▶ _What you should do_: Without omitting anything, copy the data exactly.

══ Provided records

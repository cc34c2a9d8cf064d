//! Dish Model

use chrono::{DateTime, Utc};
use rust_decimal::Decimal;
use serde::{Deserialize, Serialize};

use super::weekday::Weekday;

/// Menu group a dish belongs to
#[derive(
    Debug, Clone, Copy, Default, PartialEq, Eq, Hash, PartialOrd, Ord, Serialize, Deserialize,
)]
#[cfg_attr(feature = "db", derive(sqlx::Type))]
#[cfg_attr(feature = "db", sqlx(type_name = "dish_group"))]
pub enum DishGroup {
    #[serde(rename = "CARNE")]
    #[cfg_attr(feature = "db", sqlx(rename = "CARNE"))]
    Carne,
    #[serde(rename = "TORTILLAS")]
    #[cfg_attr(feature = "db", sqlx(rename = "TORTILLAS"))]
    Tortillas,
    #[serde(rename = "PLATO DE CUCHARA")]
    #[cfg_attr(feature = "db", sqlx(rename = "PLATO DE CUCHARA"))]
    PlatoDeCuchara,
    #[serde(rename = "ENSALADA Y VERDURA")]
    #[cfg_attr(feature = "db", sqlx(rename = "ENSALADA Y VERDURA"))]
    EnsaladaYVerdura,
    #[serde(rename = "PESCADO")]
    #[cfg_attr(feature = "db", sqlx(rename = "PESCADO"))]
    Pescado,
    #[serde(rename = "ARROCES Y PASTAS")]
    #[cfg_attr(feature = "db", sqlx(rename = "ARROCES Y PASTAS"))]
    ArrocesYPastas,
    #[default]
    #[serde(rename = "OTROS")]
    #[cfg_attr(feature = "db", sqlx(rename = "OTROS"))]
    Otros,
}

impl DishGroup {
    pub const ALL: [DishGroup; 7] = [
        DishGroup::Carne,
        DishGroup::Tortillas,
        DishGroup::PlatoDeCuchara,
        DishGroup::EnsaladaYVerdura,
        DishGroup::Pescado,
        DishGroup::ArrocesYPastas,
        DishGroup::Otros,
    ];

    /// Stored code, also used in `?grupo=` query strings
    pub const fn code(&self) -> &'static str {
        match self {
            DishGroup::Carne => "CARNE",
            DishGroup::Tortillas => "TORTILLAS",
            DishGroup::PlatoDeCuchara => "PLATO DE CUCHARA",
            DishGroup::EnsaladaYVerdura => "ENSALADA Y VERDURA",
            DishGroup::Pescado => "PESCADO",
            DishGroup::ArrocesYPastas => "ARROCES Y PASTAS",
            DishGroup::Otros => "OTROS",
        }
    }

    pub const fn display_name(&self) -> &'static str {
        match self {
            DishGroup::Carne => "Carnes",
            DishGroup::Tortillas => "Tortillas",
            DishGroup::PlatoDeCuchara => "Platos de cucharas",
            DishGroup::EnsaladaYVerdura => "Ensalada y Verduras",
            DishGroup::Pescado => "Pescados",
            DishGroup::ArrocesYPastas => "Arroces y pastas",
            DishGroup::Otros => "Otros",
        }
    }

    /// Parse a stored code; empty input means "all groups"
    pub fn from_code(code: &str) -> Option<Self> {
        let code = code.trim();
        DishGroup::ALL.into_iter().find(|g| g.code() == code)
    }
}

/// Promotional status shown on the dish card
#[derive(Debug, Clone, Copy, Default, PartialEq, Eq, Hash, Serialize, Deserialize)]
#[cfg_attr(feature = "db", derive(sqlx::Type))]
#[cfg_attr(feature = "db", sqlx(type_name = "dish_status"))]
pub enum DishStatus {
    #[default]
    #[serde(rename = "NUEVO")]
    #[cfg_attr(feature = "db", sqlx(rename = "NUEVO"))]
    Nuevo,
    #[serde(rename = "PLATO DE LA SEMANA")]
    #[cfg_attr(feature = "db", sqlx(rename = "PLATO DE LA SEMANA"))]
    PlatoDeLaSemana,
    #[serde(rename = "DESCUENTO")]
    #[cfg_attr(feature = "db", sqlx(rename = "DESCUENTO"))]
    Descuento,
    #[serde(rename = "COMUN")]
    #[cfg_attr(feature = "db", sqlx(rename = "COMUN"))]
    Comun,
}

impl DishStatus {
    pub const fn display_name(&self) -> &'static str {
        match self {
            DishStatus::Nuevo => "Nuevo",
            DishStatus::PlatoDeLaSemana => "Plato de la semana",
            DishStatus::Descuento => "Descuento",
            DishStatus::Comun => "Común",
        }
    }
}

/// Dish entity
#[derive(Debug, Clone, Serialize, Deserialize)]
#[cfg_attr(feature = "db", derive(sqlx::FromRow))]
pub struct Dish {
    pub id: i64,
    pub code: String,
    pub name: String,
    pub description: String,
    pub price: Decimal,
    /// Relative path under the media directory
    pub image: Option<String>,
    pub weight_kg: Decimal,
    #[serde(rename = "group")]
    pub dish_group: DishGroup,
    pub ingredients: String,
    pub allergens: String,
    pub shelf_life: String,
    /// Always `price / 1.10`, recomputed on every save
    pub price_without_vat: Decimal,
    pub calories: Option<i32>,
    pub proteins: Option<Decimal>,
    pub fat: Option<Decimal>,
    pub carbohydrates: Option<Decimal>,
    pub sodium: Option<Decimal>,
    pub status: DishStatus,
    pub created_at: DateTime<Utc>,
}

/// Default shelf life label for new dishes
pub const DEFAULT_SHELF_LIFE: &str = "5 días";

/// Create dish payload
#[derive(Debug, Clone, Serialize, Deserialize)]
pub struct DishCreate {
    pub code: String,
    pub name: String,
    pub description: Option<String>,
    pub price: Decimal,
    pub image: Option<String>,
    pub weight_kg: Option<Decimal>,
    pub group: Option<DishGroup>,
    pub ingredients: Option<String>,
    pub allergens: Option<String>,
    pub shelf_life: Option<String>,
    pub calories: Option<i32>,
    pub proteins: Option<Decimal>,
    pub fat: Option<Decimal>,
    pub carbohydrates: Option<Decimal>,
    pub sodium: Option<Decimal>,
    pub status: Option<DishStatus>,
}

/// Update dish payload
#[derive(Debug, Clone, Default, Serialize, Deserialize)]
pub struct DishUpdate {
    pub code: Option<String>,
    pub name: Option<String>,
    pub description: Option<String>,
    pub price: Option<Decimal>,
    pub image: Option<String>,
    pub weight_kg: Option<Decimal>,
    pub group: Option<DishGroup>,
    pub ingredients: Option<String>,
    pub allergens: Option<String>,
    pub shelf_life: Option<String>,
    pub calories: Option<i32>,
    pub proteins: Option<Decimal>,
    pub fat: Option<Decimal>,
    pub carbohydrates: Option<Decimal>,
    pub sodium: Option<Decimal>,
    pub status: Option<DishStatus>,
}

/// Dish ranked by ordered quantity
#[derive(Debug, Clone, Serialize, Deserialize)]
#[cfg_attr(feature = "db", derive(sqlx::FromRow))]
pub struct BestSeller {
    pub dish_id: i64,
    pub name: String,
    pub total_quantity: i64,
}

// ── Availability ────────────────────────────────────────────────────

/// Dish offered on a weekday, unique per (dish, weekday)
#[derive(Debug, Clone, Serialize, Deserialize)]
#[cfg_attr(feature = "db", derive(sqlx::FromRow))]
pub struct DishAvailability {
    pub id: i64,
    pub dish_id: i64,
    pub dish_name: String,
    pub weekday: Weekday,
}

impl DishAvailability {
    /// "<dish> disponible el <day name>"
    pub fn label(&self) -> String {
        format!("{} disponible el {}", self.dish_name, self.weekday.display_name())
    }
}

/// Create or replace availability payload
#[derive(Debug, Clone, Serialize, Deserialize)]
pub struct AvailabilityInput {
    pub dish_id: i64,
    pub weekday: Weekday,
}

/// Dish card on the ordering page for one weekday
#[derive(Debug, Clone, Serialize, Deserialize)]
#[cfg_attr(feature = "db", derive(sqlx::FromRow))]
pub struct AvailableDish {
    pub availability_id: i64,
    pub weekday: Weekday,
    #[cfg_attr(feature = "db", sqlx(flatten))]
    #[serde(flatten)]
    pub dish: Dish,
}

════

▶ _Answer area_:
repository cc34c2a9d8cf064d
//! Dish Model

use chrono::{DateTime, Utc};
use rust_decimal::Decimal;
use serde::{Deserialize, Serialize};

use super::weekday::Weekday;

/// Menu group a dish belongs to
#[derive(
    Debug, Clone, Copy, Default, PartialEq, Eq, Hash, PartialOrd, Ord, Serialize, Deserialize,
)]
#[cfg_attr(feature = "db", derive(sqlx::Type))]
#[cfg_attr(feature = "db", sqlx(type_name = "dish_group"))]
pub enum DishGroup {
    #[serde(rename = "CARNE")]
    #[cfg_attr(feature = "db", sqlx(rename = "CARNE"))]
    Carne,
    #[serde(rename = "TORTILLAS")]
    #[cfg_attr(feature = "db", sqlx(rename = "TORTILLAS"))]
    Tortillas,
    #[serde(rename = "PLATO DE CUCHARA")]
    #[cfg_attr(feature = "db", sqlx(rename = "PLATO DE CUCHARA"))]
    PlatoDeCuchara,
    #[serde(rename = "ENSALADA Y VERDURA")]
    #[cfg_attr(feature = "db", sqlx(rename = "ENSALADA Y VERDURA"))]
    EnsaladaYVerdura,
    #[serde(rename = "PESCADO")]
    #[cfg_attr(feature = "db", sqlx(rename = "PESCADO"))]
    Pescado,
    #[serde(rename = "ARROCES Y PASTAS")]
    #[cfg_attr(feature = "db", sqlx(rename = "ARROCES Y PASTAS"))]
    ArrocesYPastas,
    #[default]
    #[serde(rename = "OTROS")]
    #[cfg_attr(feature = "db", sqlx(rename = "OTROS"))]
    Otros,
}

impl DishGroup {
    pub const ALL: [DishGroup; 7] = [
        DishGroup::Carne,
        DishGroup::Tortillas,
        DishGroup::PlatoDeCuchara,
        DishGroup::EnsaladaYVerdura,
        DishGroup::Pescado,
        DishGroup::ArrocesYPastas,
        DishGroup::Otros,
    ];

    /// Stored code, also used in `?grupo=` query strings
    pub const fn code(&self) -> &'static str {
        match self {
            DishGroup::Carne => "CARNE",
            DishGroup::Tortillas => "TORTILLAS",
            DishGroup::PlatoDeCuchara => "PLATO DE CUCHARA",
            DishGroup::EnsaladaYVerdura => "ENSALADA Y VERDURA",
            DishGroup::Pescado => "PESCADO",
            DishGroup::ArrocesYPastas => "ARROCES Y PASTAS",
            DishGroup::Otros => "OTROS",
        }
    }

    pub const fn display_name(&self) -> &'static str {
        match self {
            DishGroup::Carne => "Carnes",
            DishGroup::Tortillas => "Tortillas",
            DishGroup::PlatoDeCuchara => "Platos de cucharas",
            DishGroup::EnsaladaYVerdura => "Ensalada y Verduras",
            DishGroup::Pescado => "Pescados",
            DishGroup::ArrocesYPastas => "Arroces y pastas",
            DishGroup::Otros => "Otros",
        }
    }

    /// Parse a stored code; empty input means "all groups"
    pub fn from_code(code: &str) -> Option<Self> {
        let code = code.trim();
        DishGroup::ALL.into_iter().find(|g| g.code() == code)
    }
}

/// Promotional status shown on the dish card
#[derive(Debug, Clone, Copy, Default, PartialEq, Eq, Hash, Serialize, Deserialize)]
#[cfg_attr(feature = "db", derive(sqlx::Type))]
#[cfg_attr(feature = "db", sqlx(type_name = "dish_status"))]
pub enum DishStatus {
    #[default]
    #[serde(rename = "NUEVO")]
    #[cfg_attr(feature = "db", sqlx(rename = "NUEVO"))]
    Nuevo,
    #[serde(rename = "PLATO DE LA SEMANA")]
    #[cfg_attr(feature = "db", sqlx(rename = "PLATO DE LA SEMANA"))]
    PlatoDeLaSemana,
    #[serde(rename = "DESCUENTO")]
    #[cfg_attr(feature = "db", sqlx(rename = "DESCUENTO"))]
    Descuento,
    #[serde(rename = "COMUN")]
    #[cfg_attr(feature = "db", sqlx(rename = "COMUN"))]
    Comun,
}

impl DishStatus {
    pub const fn display_name(&self) -> &'static str {
        match self {
            DishStatus::Nuevo => "Nuevo",
            DishStatus::PlatoDeLaSemana => "Plato de la semana",
            DishStatus::Descuento => "Descuento",
            DishStatus::Comun => "Común",
        }
    }
}

/// Dish entity
#[derive(Debug, Clone, Serialize, Deserialize)]
#[cfg_attr(feature = "db", derive(sqlx::FromRow))]
pub struct Dish {
    pub id: i64,
    pub code: String,
    pub name: String,
    pub description: String,
    pub price: Decimal,
    /// Relative path under the media directory
    pub image: Option<String>,
    pub weight_kg: Decimal,
    #[serde(rename = "group")]
    pub dish_group: DishGroup,
    pub ingredients: String,
    pub allergens: String,
    pub shelf_life: String,
    /// Always `price / 1.10`, recomputed on every save
    pub price_without_vat: Decimal,
    pub calories: Option<i32>,
    pub proteins: Option<Decimal>,
    pub fat: Option<Decimal>,
    pub carbohydrates: Option<Decimal>,
    pub sodium: Option<Decimal>,
    pub status: DishStatus,
    pub created_at: DateTime<Utc>,
}

/// Default shelf life label for new dishes
pub const DEFAULT_SHELF_LIFE: &str = "5 días";

/// Create dish payload
#[derive(Debug, Clone, Serialize, Deserialize)]
pub struct DishCreate {
    pub code: String,
    pub name: String,
    pub description: Option<String>,
    pub price: Decimal,
    pub image: Option<String>,
    pub weight_kg: Option<Decimal>,
    pub group: Option<DishGroup>,
    pub ingredients: Option<String>,
    pub allergens: Option<String>,
    pub shelf_life: Option<String>,
    pub calories: Option<i32>,
    pub proteins: Option<Decimal>,
    pub fat: Option<Decimal>,
    pub carbohydrates: Option<Decimal>,
    pub sodium: Option<Decimal>,
    pub status: Option<DishStatus>,
}

/// Update dish payload
#[derive(Debug, Clone, Default, Serialize, Deserialize)]
pub struct DishUpdate {
    pub code: Option<String>,
    pub name: Option<String>,
    pub description: Option<String>,
    pub price: Option<Decimal>,
    pub image: Option<String>,
    pub weight_kg: Option<Decimal>,
    pub group: Option<DishGroup>,
    pub ingredients: Option<String>,
    pub allergens: Option<String>,
    pub shelf_life: Option<String>,
    pub calories: Option<i32>,
    pub proteins: Option<Decimal>,
    pub fat: Option<Decimal>,
    pub carbohydrates: Option<Decimal>,
    pub sodium: Option<Decimal>,
    pub status: Option<DishStatus>,
}

/// Dish ranked by ordered quantity
#[derive(Debug, Clone, Serialize, Deserialize)]
#[cfg_attr(feature = "db", derive(sqlx::FromRow))]
pub struct BestSeller {
    pub dish_id: i64,
    pub name: String,
    pub total_quantity: i64,
}

// ── Availability ────────────────────────────────────────────────────

/// Dish offered on a weekday, unique per (dish, weekday)
#[derive(Debug, Clone, Serialize, Deserialize)]
#[cfg_attr(feature = "db", derive(sqlx::FromRow))]
pub struct DishAvailability {
    pub id: i64,
    pub dish_id: i64,
    pub dish_name: String,
    pub weekday: Weekday,
}

impl DishAvailability {
    /// "<dish> disponible el <day name>"
    pub fn label(&self) -> String {
        format!("{} disponible el {}", self.dish_name, self.weekday.display_name())
    }
}

/// Create or replace availability payload
#[derive(Debug, Clone, Serialize, Deserialize)]
pub struct AvailabilityInput {
    pub dish_id: i64,
    pub weekday: Weekday,
}

/// Dish card on the ordering page for one weekday
#[derive(Debug, Clone, Serialize, Deserialize)]
#[cfg_attr(feature = "db", derive(sqlx::FromRow))]
pub struct AvailableDish {
    pub availability_id: i64,
    pub weekday: Weekday,
    #[cfg_attr(feature = "db", sqlx(flatten))]
    #[serde(flatten)]
    pub dish: Dish,
}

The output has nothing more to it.